Pandora And T-Mobile Roll Out Reward-Based Video In Effort To Boost Engagement

"We’re seeing that by allowing people to opt into their video ads and choose when it’s worth it for them to watch something, that intent drives truly deep engagement," says Pandora SVP Lizzie Widhelm.

Pandora’s latest attempt to battle for the engagement of people on-the-go is turning to video, where the music streaming platform is releasing its performance-based Video Plus ad format to connect brands and listeners.

The video ad product, which Pandora began testing last fall, enables brands to pay only when users watch 15 seconds of a video ad, the company said in a blog post.

The performance-based format comes as retailers and location ad platforms seek to drive engagement — and win the trust — of brands with cost-per-visit ads that promise to “guarantee” by only charging for ads that actually helped drive in-store traffic.

T-Mobile is one of the first Pandora advertisers to roll out the new video format.

In exchange for watching the Pandora video ad, listeners unlock features that are typically only available with a subscription to Pandora Plus or Pandora Premium: the ability to skip more songs and replay tracks. T-Mobile is among the initial brands adding the Video Plus into their media plans beginning today.

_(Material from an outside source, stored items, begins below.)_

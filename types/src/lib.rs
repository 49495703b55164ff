//! Fundamental types for the soulcheck liveness flow.
//!
//! This crate defines the types shared across every other crate in the workspace:
//! virtual timestamps, timing parameters, the pose plan, and the session status enum.

pub mod error;
pub mod params;
pub mod pose;
pub mod state;
pub mod time;

pub use error::TypesError;
pub use params::LivenessParams;
pub use pose::{PhasePlan, Pose};
pub use state::SessionStatus;
pub use time::Timestamp;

“We’re seeing that by allowing people to opt into their video ads and choose when it’s worth it for them to watch something, that intent drives truly deep engagement,” said Lizzie Widhelm, SVP of ad product strategy at Pandora.

Widhelm outlined how Pandora has been “training” its listeners through a few steps:

  • they have a surprise and delight moment during the times when they discover new music and listening features they love, while gaining the sense of control they want
  • they learn they can enhance their listening sessions by watching video ads
  • watching video ads becomes what they expect, and they associate those advertisers with the value they consistently bring to their listening experiences.

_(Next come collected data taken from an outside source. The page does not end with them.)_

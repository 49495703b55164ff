//! Ordered stepping through the phase plan.

use soulcheck_types::{PhasePlan, Pose};

/// Where the sequencer is in the plan.
#[derive(Clone, Copy, Debug, PartialEq, Eq)]
pub enum SequencerState {
    /// Not started, or reset after a rejected capture.
    Idle,
    /// Camera held; phase 0 starts when the warm-up expires.
    WarmingUp,
    /// Phase `i` is accumulating stability.
    PhaseActive(usize),
    /// Phase `completed` reached 100%; the next one starts after the settle delay.
    Settling { completed: usize },
    /// Every phase reached 100%.
    AllPhasesComplete,
}

/// What follows a completed phase.
#[derive(Clone, Copy, Debug, PartialEq, Eq)]
pub enum PhaseStep {
    Settle { next: usize },
    AllComplete,
}

/// Owns the phase plan and the current position in it.
///
/// Transitions only move forward one phase at a time; anything else is
/// refused by returning `None` and leaving the state untouched.
#[derive(Clone, Debug)]
pub struct PhaseSequencer {
    plan: PhasePlan,
    state: SequencerState,
}

impl PhaseSequencer {
    pub fn new(plan: PhasePlan) -> Self {
        Self {
            plan,
            state: SequencerState::Idle,
        }
    }

    pub fn state(&self) -> SequencerState {
        self.state
    }

    pub fn plan(&self) -> &PhasePlan {
        &self.plan
    }

    /// 0-based index of the phase being shown.
    pub fn phase_index(&self) -> usize {
        match self.state {
            SequencerState::Idle | SequencerState::WarmingUp => 0,
            SequencerState::PhaseActive(i) => i,
            SequencerState::Settling { completed } => completed,
            SequencerState::AllPhasesComplete => self.plan.last_index(),
        }
    }

    /// Pose the user should be holding, if any.
    pub fn current_pose(&self) -> Option<&Pose> {
        match self.state {
            SequencerState::Idle | SequencerState::AllPhasesComplete => None,
            _ => self.plan.get(self.phase_index()),
        }
    }

    pub fn is_complete(&self) -> bool {
        self.state == SequencerState::AllPhasesComplete
    }

    pub fn begin_warmup(&mut self) {
        self.state = SequencerState::WarmingUp;
    }

    /// Warm-up expired: start phase 0.
    pub fn start(&mut self) -> Option<usize> {
        match self.state {
            SequencerState::WarmingUp => {
                self.state = SequencerState::PhaseActive(0);
                Some(0)
            }
            _ => None,
        }
    }

    /// The active phase reached 100%.
    pub fn complete_phase(&mut self) -> Option<PhaseStep> {
        let SequencerState::PhaseActive(i) = self.state else {
            return None;
        };
        if i >= self.plan.last_index() {
            self.state = SequencerState::AllPhasesComplete;
            Some(PhaseStep::AllComplete)
        } else {
            self.state = SequencerState::Settling { completed: i };
            Some(PhaseStep::Settle { next: i + 1 })
        }
    }

    /// Settle delay expired: start the next phase.
    pub fn advance(&mut self) -> Option<usize> {
        let SequencerState::Settling { completed } = self.state else {
            return None;
        };
        let next = completed + 1;
        self.state = SequencerState::PhaseActive(next);
        Some(next)
    }

    pub fn reset(&mut self) {
        self.state = SequencerState::Idle;
    }
}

“Brands who spend time connecting with listeners during these surprise and delight moments are then associated with adding value to consumers’ daily lives,” Widhelm added.

In terms of the appeal to advertisers, Pandora research highlights a particularly coveted demographic that is primed to respond most strongly to this format: the majority of users who watch these ads are between the ages of 18 and 34 with listeners under the age of 24 three times more likely to opt-in.

The types of listeners opting-in to these new ads and features are some of Pandora’s most engaged – they listen 57 percent longer and “thumb” 65 percent more.

“The competition for consumer attention is only getting more intense,” said John Trimble, chief revenue officer at Pandora Brands need high-quality ad solutions that create lasting impressions and resonate with their target audiences. “Video Plus boosts brand awareness, builds loyalty, captures views and promotes deeper interactions with listeners who are significantly more likely to take action.”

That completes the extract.